Neuromuscular Transmission in experimental autoimmune myasthenia gravis (EAMG). Quantitative ionophoresis and current fluctuation analysis at normal and myasthenic rat end-plates.

Chronic experimental autoimmune myasthenia gravis (EAMG) was induced in rats by immunization with acetylcholine receptor (AChR) purified from the electroplax of Torpedo californica. 35--40 days after immunization, serum anti-AChR antibody titers were about 40 nM. At this stage, electrophysiology was performed on isolated M. omohyoideus muscle-preparations from myasthenic and from normal (control) rats.

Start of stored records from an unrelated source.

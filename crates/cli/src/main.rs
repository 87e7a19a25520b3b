//! Agentry CLI — the main entry point.
//!
//! Commands:
//! - `init`   — Write the default configuration
//! - `chat`   — Run one query and stream the answer
//! - `serve`  — Start the HTTP gateway

use clap::{Parser, Subcommand};

mod commands;

#[derive(Parser)]
#[command(
    name = "agentry",
    about = "Agentry — agent execution engine with tool calling and streaming",
    version,
    author
)]
struct Cli {
    #[command(subcommand)]
    command: Commands,

    /// Enable verbose logging
    #[arg(short, long, global = true)]
    verbose: bool,
}

#[derive(Subcommand)]
enum Commands {
    /// Write the default configuration file
    Init {
        /// Overwrite an existing config file
        #[arg(long)]
        force: bool,
    },

    /// Send one query to an agent and stream its answer
    Chat {
        /// The query
        #[arg(short, long)]
        message: String,

        /// Agent persona to run
        #[arg(short, long, default_value = "chat")]
        agent: String,

        /// User the conversation belongs to
        #[arg(short, long, env = "AGENTRY_USER", default_value = "local")]
        user: String,

        /// Continue an existing conversation
        #[arg(short, long)]
        conversation: Option<String>,
    },

    /// Start the HTTP gateway server
    Serve {
        /// Override the port
        #[arg(short, long)]
        port: Option<u16>,
    },
}

#[tokio::main]
async fn main() -> Result<(), Box<dyn std::error::Error>> {
    let cli = Cli::parse();

    let filter = if cli.verbose { "debug" } else { "info" };
    tracing_subscriber::fmt()
        .with_env_filter(
            tracing_subscriber::EnvFilter::try_from_default_env()
                .unwrap_or_else(|_| tracing_subscriber::EnvFilter::new(filter)),
        )
        .with_writer(std::io::stderr)
        .with_target(false)
        .init();

    match cli.command {
        Commands::Init { force } => commands::init::run(force).await?,
        Commands::Chat {
            message,
            agent,
            user,
            conversation,
        } => commands::chat::run(message, agent, user, conversation).await?,
        Commands::Serve { port } => commands::serve::run(port).await?,
    }

    Ok(())
}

For the study of the equilibrium interaction between acetylcholine (ACh) and AChR, dose-response curves were obtained by quantitative ionophoretic application of ACh to voltage-clamped end-plates. Analysis of dose-response curves yielded the following parameters: maximum end-plate conductance per unit surface gmax (EAMG) = 10.3 +/- 1.1 nS/micrometer 2, gmax (normal) = 20.2 +/- 1.8 nS/micrometer 2; apparent dissociation constant K (EAMG) = 96 +/- 5 microM, K (normal) = 58 +/- 6 microM; Hill-coefficient nH (EAMG) = 2.3 +/- 0.1, nH (normal) = 2.3 +/- 0.1. Single channel properties were derived from an analysis of ACh-induced end-plate current noise: the mean single channel conductance was gamma (EAMG) = 20.1 +/- 2.2 pS, gamma (normal) = 27.6 +/- 1.8 pS and the mean channel life-time tau (EAMG) = 1.39 +/- 0.09 ms, tau (normal) = 1.32 +/- 0.08 ms (T = 22 degrees C). The electrophysiological data are interpreted as follows: (1) At myasthenic end-plates there is a 50--60% reduction of functioning AChR (decrease of gmax). A total number of about 2 x 10(6) (1 x 10(6)) channels per end-plate was calculated for control (myasthenic) rats. (2) The affinity of AChR for ACh is reduced and/or there is an impediment of the conformational change from the closed- to the open-channel configuration (increase of K). (3) Single channel properties are essentially unaffected.